In my last post, I suggested that in order to rebuild a thriving marriage culture in working class America, we need to have more than a conversation about a living wage and economic stability—as important as that is. We also have to respond to the powerful (and erroneous) truth claims of expressive individualism.

What are those truth claims?

In Habits of the Heart, Robert Bellah and colleagues suggest that at the center of the expressive individualist’s universe is “the autonomous individual, presumed able to choose the roles he will play and the commitments he will make, not on the basis of higher truths but according to the criterion of life-effectiveness as the individual judges it.” The expressive individualist takes his cues from the therapeutic attitude, which “begins with the self, rather than with a set of external obligations.” In this understanding of love and commitment, “feelings define love” and “permanent commitment can only come from having the proper clarity, honesty, and openness about one’s feelings.”

As it became apparent to my wife, Amber, and me from our interviews with working class young adults in Ohio, the expressive individualist philosophy crystallizes into nuggets of “wisdom” that are then passed on to and repeated by young people coming of age.
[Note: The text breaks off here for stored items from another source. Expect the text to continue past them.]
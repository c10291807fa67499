// Licensed to the Apache Software Foundation (ASF) under one
// or more contributor license agreements.  See the NOTICE file
// distributed with this work for additional information
// regarding copyright ownership.  The ASF licenses this file
// to you under the Apache License, Version 2.0 (the
// "License"); you may not use this file except in compliance
// with the License.  You may obtain a copy of the License at
//
//   http://www.apache.org/licenses/LICENSE-2.0
//
// Unless required by applicable law or agreed to in writing,
// software distributed under the License is distributed on an
// "AS IS" BASIS, WITHOUT WARRANTIES OR CONDITIONS OF ANY
// KIND, either express or implied.  See the License for the
// specific language governing permissions and limitations
// under the License.
//! Integration tests for the external sort operator.

use std::sync::atomic::Ordering;
use std::sync::mpsc;
use std::time::{Duration, Instant};

use arrow::array::RecordBatch;
use arrow::compute::concat_batches;

use crate::common::{
    ChannelInput, TestConfig, Terminal, VecInput, create_operator, drain, id_name_batch,
    id_name_schema, int64_batch, limited_runtime_state, runtime_state, scrambled_int64_batches,
};
use xsort::exec::chunk::Chunk;
use xsort::exec::spill::SpillCodec;
use xsort::{
    ExternalSortOptions, InputEvent, Operator, SortError, SortExpression, SortPoll, SortedOutput,
    xsort_logging,
};

mod common;

fn assert_non_decreasing(values: &[i64]) {
    for pair in values.windows(2) {
        assert!(pair[0] <= pair[1], "out of order: {} > {}", pair[0], pair[1]);
    }
}

fn sorted_copy(batches: &[RecordBatch]) -> Vec<i64> {
    let mut values = batches
        .iter()
        .flat_map(|b| {
            b.column(0)
                .as_any()
                .downcast_ref::<arrow::array::Int64Array>()
                .expect("int64")
                .values()
                .to_vec()
        })
        .collect::<Vec<_>>();
    values.sort_unstable();
    values
}

/// Options that spill every other staged batch.
fn spilling_options(config: &TestConfig) -> ExternalSortOptions {
    config
        .options(vec![SortExpression::asc("v")])
        .with_spill_threshold(1, 1)
        .with_output_batch_rows(700)
        .with_target_spill_chunk_bytes(800)
}

#[test]
fn test_sort_two_batches_by_id() {
    let config = TestConfig::new().expect("test config");
    config.init_logging();
    let state = runtime_state("test_sort_two_batches_by_id");
    let input = VecInput::batches(vec![
        id_name_batch(vec![Some(3), Some(1)], vec![Some("c"), Some("a")]),
        id_name_batch(vec![Some(2)], vec![Some("b")]),
    ]);
    let mut op = create_operator(&state, config.options(vec![SortExpression::asc("id")]), input);

    let drained = drain(&mut op).expect("drain");
    assert!(drained.saw_new_schema_first);
    assert_eq!(drained.terminal, Terminal::Done);
    assert_eq!(drained.int32_column(0), vec![Some(1), Some(2), Some(3)]);
    assert_eq!(
        drained.utf8_column(1),
        vec![Some("a".to_string()), Some("b".to_string()), Some("c".to_string())]
    );
    assert_eq!(op.spill_count(), 0);
    assert_eq!(op.rows_processed(), 3);
    assert_eq!(op.rows_returned(), 3);
    assert!(op.is_finished());

    // Terminal state is sticky.
    assert!(matches!(op.next().expect("pull after done"), SortPoll::Done));
}

#[test]
fn test_single_batch_is_served_from_memory() {
    let config = TestConfig::new().expect("test config");
    let state = runtime_state("test_single_batch_is_served_from_memory");
    let input = VecInput::batches(vec![id_name_batch(
        vec![Some(5), Some(4), Some(9)],
        vec![Some("e"), Some("d"), Some("i")],
    )]);
    let mut op = create_operator(&state, config.options(vec![SortExpression::asc("id")]), input);

    match op.next().expect("first pull") {
        SortPoll::NewSchema(SortedOutput::Indirect(indirect)) => {
            assert_eq!(indirect.num_rows(), 3);
            assert_eq!(indirect.schema(), &id_name_schema());
        }
        other => panic!("expected an in-memory window first, got {other:?}"),
    }
    assert!(matches!(op.next().expect("second pull"), SortPoll::Done));
    assert_eq!(op.spill_count(), 0);
    assert_eq!(config.spill_files(), 0);
}

#[test]
fn test_empty_input_finishes_without_output() {
    let config = TestConfig::new().expect("test config");
    let state = runtime_state("test_empty_input_finishes_without_output");
    let mut op = create_operator(
        &state,
        config.options(vec![SortExpression::asc("id")]),
        VecInput::new(Vec::new()),
    );
    assert!(matches!(op.next().expect("pull"), SortPoll::Done));
    assert!(op.schema().is_none());
}

#[test]
fn test_zero_row_batches_fix_schema_but_emit_nothing() {
    let config = TestConfig::new().expect("test config");
    let state = runtime_state("test_zero_row_batches_fix_schema_but_emit_nothing");
    let input = VecInput::batches(vec![
        id_name_batch(Vec::new(), Vec::new()),
        id_name_batch(Vec::new(), Vec::new()),
    ]);
    let mut op = create_operator(&state, config.options(vec![SortExpression::asc("id")]), input);
    assert!(matches!(op.next().expect("pull"), SortPoll::Done));
    assert_eq!(op.schema(), Some(&id_name_schema()));
    assert_eq!(op.rows_processed(), 0);
}

#[test]
fn test_build_schema_before_sorting() {
    let config = TestConfig::new().expect("test config");
    let state = runtime_state("test_build_schema_before_sorting");
    let input = VecInput::batches(vec![id_name_batch(vec![Some(2), Some(1)], vec![None, None])]);
    let mut op = create_operator(&state, config.options(vec![SortExpression::asc("id")]), input);

    let schema = op.build_schema().expect("build schema");
    assert_eq!(schema, Some(id_name_schema()));
    assert_eq!(op.rows_processed(), 0);

    let drained = drain(&mut op).expect("drain");
    assert_eq!(drained.int32_column(0), vec![Some(1), Some(2)]);
}

#[test]
fn test_descending_with_nulls_first() {
    let config = TestConfig::new().expect("test config");
    let state = runtime_state("test_descending_with_nulls_first");
    let input = VecInput::batches(vec![
        id_name_batch(vec![Some(1), None, Some(7)], vec![Some("x"), Some("n"), Some("y")]),
        id_name_batch(vec![Some(4), None], vec![Some("z"), Some("m")]),
    ]);
    let mut op = create_operator(&state, config.options(vec![SortExpression::desc("id")]), input);

    let drained = drain(&mut op).expect("drain");
    assert_eq!(
        drained.int32_column(0),
        vec![None, None, Some(7), Some(4), Some(1)]
    );
}

#[test]
fn test_ascending_nulls_last_then_secondary_key() {
    let config = TestConfig::new().expect("test config");
    let state = runtime_state("test_ascending_nulls_last_then_secondary_key");
    let input = VecInput::batches(vec![
        id_name_batch(
            vec![Some(2), None, Some(1), Some(2)],
            vec![Some("a"), Some("q"), Some("b"), Some("c")],
        ),
        id_name_batch(vec![Some(1)], vec![Some("a")]),
    ]);
    let order_by = vec![SortExpression::asc("id"), SortExpression::desc("name")];
    let mut op = create_operator(&state, config.options(order_by), input);

    let drained = drain(&mut op).expect("drain");
    assert_eq!(
        drained.int32_column(0),
        vec![Some(1), Some(1), Some(2), Some(2), None]
    );
    assert_eq!(
        drained.utf8_column(1),
        vec![
            Some("b".to_string()),
            Some("a".to_string()),
            Some("c".to_string()),
            Some("a".to_string()),
            Some("q".to_string()),
        ]
    );
}

#[test]
fn test_forced_spill_produces_sorted_output() {
    let config = TestConfig::new().expect("test config");
    config.init_logging();
    let state = runtime_state("test_forced_spill_produces_sorted_output");
    let batches = scrambled_int64_batches(20_000, 500, 17);
    let expected = sorted_copy(&batches);
    let mut op = create_operator(&state, spilling_options(&config), VecInput::batches(batches));

    let drained = drain(&mut op).expect("drain");
    assert_eq!(drained.terminal, Terminal::Done);
    assert!(op.spill_count() > 0, "expected at least one spill");
    assert!(drained.batches.iter().all(|b| b.num_rows() <= 700));
    let values = drained.int64_column(0);
    assert_non_decreasing(&values);
    assert_eq!(values, expected);

    assert_eq!(op.mem_tracker().current(), 0);
    assert_eq!(config.spill_files(), 0);
    op.close().expect("close");
}

#[test]
fn test_spilling_does_not_change_the_result() {
    let config = TestConfig::new().expect("test config");
    let state = runtime_state("test_spilling_does_not_change_the_result");
    let batches = scrambled_int64_batches(6_000, 250, 99);

    let mut in_memory = create_operator(
        &state,
        config.options(vec![SortExpression::desc("v")]),
        VecInput::batches(batches.clone()),
    );
    let mut options = spilling_options(&config)
        .with_spill_threshold(2, 1)
        .with_spill_codec(SpillCodec::Zstd);
    options.order_by = vec![SortExpression::desc("v")];
    let mut spilling = create_operator(&state, options, VecInput::batches(batches));

    let expected = drain(&mut in_memory).expect("drain in memory").int64_column(0);
    let actual = drain(&mut spilling).expect("drain spilling").int64_column(0);
    assert_eq!(in_memory.spill_count(), 0);
    assert!(spilling.spill_count() > 0);
    assert_eq!(actual, expected);
}

#[test]
fn test_sorting_sorted_output_is_stable() {
    let config = TestConfig::new().expect("test config");
    let state = runtime_state("test_sorting_sorted_output_is_stable");
    let batches = scrambled_int64_batches(3_000, 400, 5);

    let mut first = create_operator(
        &state,
        spilling_options(&config),
        VecInput::batches(batches),
    );
    let once = drain(&mut first).expect("first sort");

    let mut second = create_operator(
        &state,
        config.options(vec![SortExpression::asc("v")]),
        VecInput::batches(once.batches.clone()),
    );
    let twice = drain(&mut second).expect("second sort");
    assert_eq!(once.int64_column(0), twice.int64_column(0));
}

#[test]
fn test_batch_larger_than_sv2_limit() {
    let config = TestConfig::new().expect("test config");
    let state = runtime_state("test_batch_larger_than_sv2_limit");
    let rows = 70_000i64;
    let values = (0..rows).map(|i| (i * 7919) % rows).collect::<Vec<_>>();
    let mut op = create_operator(
        &state,
        config.options(vec![SortExpression::asc("v")]),
        VecInput::batches(vec![int64_batch(values)]),
    );

    let drained = drain(&mut op).expect("drain");
    let sorted = drained.int64_column(0);
    assert_eq!(sorted.len(), rows as usize);
    assert_eq!(sorted, (0..rows).collect::<Vec<_>>());
}

#[test]
fn test_cancel_mid_merge_releases_memory_and_files() {
    let config = TestConfig::new().expect("test config");
    let state = runtime_state("test_cancel_mid_merge_releases_memory_and_files");
    let input = VecInput::batches(scrambled_int64_batches(10_000, 500, 3));
    let killed = input.killed_flag();
    let mut op = create_operator(&state, spilling_options(&config), input);

    let first = op.next().expect("first pull");
    assert!(matches!(first, SortPoll::NewSchema(_)));
    drop(first);
    assert!(op.spill_count() > 0);
    assert!(config.spill_files() > 0);

    op.cancel_handle().cancel();
    assert!(matches!(op.next().expect("cancelled pull"), SortPoll::Stopped));
    assert!(matches!(op.next().expect("pull after cancel"), SortPoll::Stopped));
    assert!(killed.load(Ordering::Acquire));
    assert_eq!(op.mem_tracker().current(), 0);
    assert_eq!(config.spill_files(), 0);
}

#[test]
fn test_cancel_from_another_thread_during_ingestion() {
    let config = TestConfig::new().expect("test config");
    let state = runtime_state("test_cancel_from_another_thread_during_ingestion");
    let (tx, rx) = mpsc::channel();
    let input = ChannelInput::new(rx);
    let killed = input.killed_flag();
    let mut op = create_operator(&state, spilling_options(&config), input);
    let cancel = op.cancel_handle();

    let worker = std::thread::spawn(move || {
        let poll = op.next();
        (op, poll)
    });
    for batch in scrambled_int64_batches(5_000, 500, 21) {
        tx.send(batch).expect("send");
    }
    let deadline = Instant::now() + Duration::from_secs(10);
    while config.spill_files() == 0 {
        assert!(Instant::now() < deadline, "ingestion never spilled");
        std::thread::sleep(Duration::from_millis(5));
    }

    cancel.cancel();
    // Wakes the operator if it is blocked on upstream.
    tx.send(int64_batch(vec![1, 2, 3])).expect("send");
    let (mut op, poll) = worker.join().expect("sort thread");
    assert!(matches!(poll.expect("cancelled pull"), SortPoll::Stopped));
    assert!(matches!(op.next().expect("pull after cancel"), SortPoll::Stopped));
    assert!(op.spill_count() > 0);
    assert!(killed.load(Ordering::Acquire));
    assert_eq!(op.mem_tracker().current(), 0);
    assert_eq!(config.spill_files(), 0);
}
Here are just a few of the nuggets we heard from our interviews.

  • Love just happens—and if it leaves, it probably means you shouldn’t be together.

“Love is effortless,” one divorced woman said. “I think if you have to work at it, then it’s not love.”

“Love is a force,” one cohabiting man put it. “It’s not something you have to work for.”

“You can’t help where your heart takes you,” said another cohabiting man. “If you like someone else, you like someone else.”

  • You’ve only got one life to live—so do what makes you feel happy.

As one cohabiting man put it, talking about how he would advise someone who is unhappy in marriage, “You have one life to live, life is short, and do what you feel is right.  Don’t waste your time on somethin’ you don’t want.”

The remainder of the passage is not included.